Treatment with HG caused a significant increase in mtDNA copy number. In contrast, HG treatment decreased the relative length of telomeres in EPCs. Importantly, BK treatment prevented the increase in mtDNA copy number in EPCs treated with HG. Meanwhile, BK administration markedly inhibited the decrease in the relative length of telomeres induced by HG. As expected, B2R siRNA, LY294002, or eNOS siRNA treatment completely abrogated the beneficial effects of BK on mtDNA copy number and the relative length of telomeres induced by HG in EPCs (Figures 5(a) and 5(b)). In normal cells, hTERT is mainly located in the nucleus. In the immunofluorescence picture, we observed that the green fluorescence that represented hTERT was mainly located in the nucleus. After HG induction, the green fluorescence intensity was attenuated in the nucleus and enhanced significantly in the mitochondria. BK inhibited the decrease in nucleus and the increase in mitochondria of green fluorescence intensity, which indicated that BK inhibited hTERT translocation. However, incubation with B2R siRNA, LY294002, and eNOS siRNA inhibited the action of BK, indicating that the B2R-AKT-eNOS signalling pathway was involved in the effect of BK against HG-induced hTERT translocation (Figure 5(c)). In contrast, the hTERT protein level was not altered in whole cell lysates among all seven groups, demonstrating that the translocation of hTERT from the nucleus into the mitochondria preceded the downregulation of overall hTERT protein levels (Figures 5(d) and 5(e)).

(a)

(b)

(c)

(d)

(e)

Figure 5

Effects of BK on mtDNA copy number, the relative length of telomeres, and hTERT translocation and hTERT expression in EPCs treated with HG. (a) The relative mtDNA content in EPCs was detected by real-time PCR. (b) The relative length of telomeres in EPCs was detected by real-time PCR. (c) Representative immunostaining is shown for the distribution of hTERT. Mitochondria, red fluorescence; hTERT, and green fluorescence. (d, e) Western blotting for hTERT in EPCs. Bars represent the ( versus control; ^# versus HG; ^& versus ; ).

4. Discussion

In this study, we showed that B2R expression in CD34⁺ cells of CBMCs was lower in women with GDM than in healthy women. This decrease was inversely correlated with high plasma levels of 8-iso-PGF2α and positively correlated with low plasma levels of NO. BK prevented EPC senescence via inhibition of hTERT translocation, which is characterized by increased relative length of telomeres and decreased mtDNA copy number in EPCs treated with HG. Importantly, BK regulated EPC hTERT translocation through the B2R-mediated Akt/eNOS signalling pathway. Therefore, we show here that BK protects against HG-induced EPC senescence through B2R-mediated NO release.
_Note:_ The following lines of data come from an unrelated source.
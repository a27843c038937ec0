//! Repository for the `oauth_states` table.

use sqlx::PgPool;

use crate::models::oauth_state::OAuthState;

const COLUMNS: &str = "state, nonce, pkce_verifier, created_at, expires_at";

/// Transient authorization-redirect state, keyed by the CSRF `state` nonce.
pub struct OAuthStateRepo;

impl OAuthStateRepo {
    /// Persist handshake state at the start of an authorization redirect.
    pub async fn insert(
        pool: &PgPool,
        state: &str,
        nonce: &str,
        pkce_verifier: &str,
    ) -> Result<(), sqlx::Error> {
        sqlx::query(
            "INSERT INTO oauth_states (state, nonce, pkce_verifier, expires_at)
             VALUES ($1, $2, $3, NOW() + interval '10 minutes')",
        )
        .bind(state)
        .bind(nonce)
        .bind(pkce_verifier)
        .execute(pool)
        .await?;
        Ok(())
    }

    /// Consume handshake state: delete-and-return in one statement, so a
    /// replayed callback with the same `state` finds nothing.
    pub async fn take(pool: &PgPool, state: &str) -> Result<Option<OAuthState>, sqlx::Error> {
        let query = format!(
            "DELETE FROM oauth_states
             WHERE state = $1 AND expires_at > NOW()
             RETURNING {COLUMNS}"
        );
        sqlx::query_as::<_, OAuthState>(&query)
            .bind(state)
            .fetch_optional(pool)
            .await
    }

    /// Delete expired handshake rows. Returns the deleted count.
    pub async fn purge_expired(pool: &PgPool) -> Result<u64, sqlx::Error> {
        let result = sqlx::query("DELETE FROM oauth_states WHERE expires_at < NOW()")
            .execute(pool)
            .await?;
        Ok(result.rows_affected())
    }
}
In this study, our results show that B2R expression is lower on circulating CD34⁺ cells of CBMCs from GDM women and is accompanied by higher degrees of 8-iso-PGF2α levels compared with healthy controls. Therefore, we hypothesize that B2R is the key element that regulates HG-induced CD34⁺ cell senescence. A previous study showed that the accumulation of ROS leads to accelerated senescence of cells, cell dysfunction, and arrest of the cell cycle at the G1 phase [19]. The mechanisms underlying HG-induced endothelial dysfunction have been extensively investigated. A previous study showed that carbonic anhydrase-I induced by HG hampers endothelial cell permeability and determines endothelial cell apoptosis in vitro [20]. Moreover, inflammatory factors participate in the progression of endothelial dysfunction caused by HG. Esposito et al. [21] reported the role of TNF alpha in endothelial dysfunction in the presence of HG. EPCs are bone marrow-derived and lineage-specific cells committed to becoming mature endothelial cells. The dysfunction of EPCs often leads to endothelial disorder. Patients with type 2 DM had lower EPC levels than healthy controls, similar to patients with other stress-related disorders, such as ischaemic heart disease. Indeed, during acute coronary syndrome and acute myocardial infarction, acute hyperglycaemia could cause a different response to primary angioplasty and DES stenting via downregulation of EPCs. This could condition a different extension of myocardial damage with negative effects on myocardial salvage and worse prognosis [22]. Adipose tissue is closely related to inflammation, and breast gland adipose tissue is estimated to account for different rates of major adverse cardiac events (MACEs) in premenopausal women [23, 24]. In this study, circulating CD34⁺ cells from 26 patients with GDM, along with samples from 26 BMI-matched healthy controls, were collected. We demonstrated that HG dose-dependently reduced the activity of EPCs and enhanced EPC senescence.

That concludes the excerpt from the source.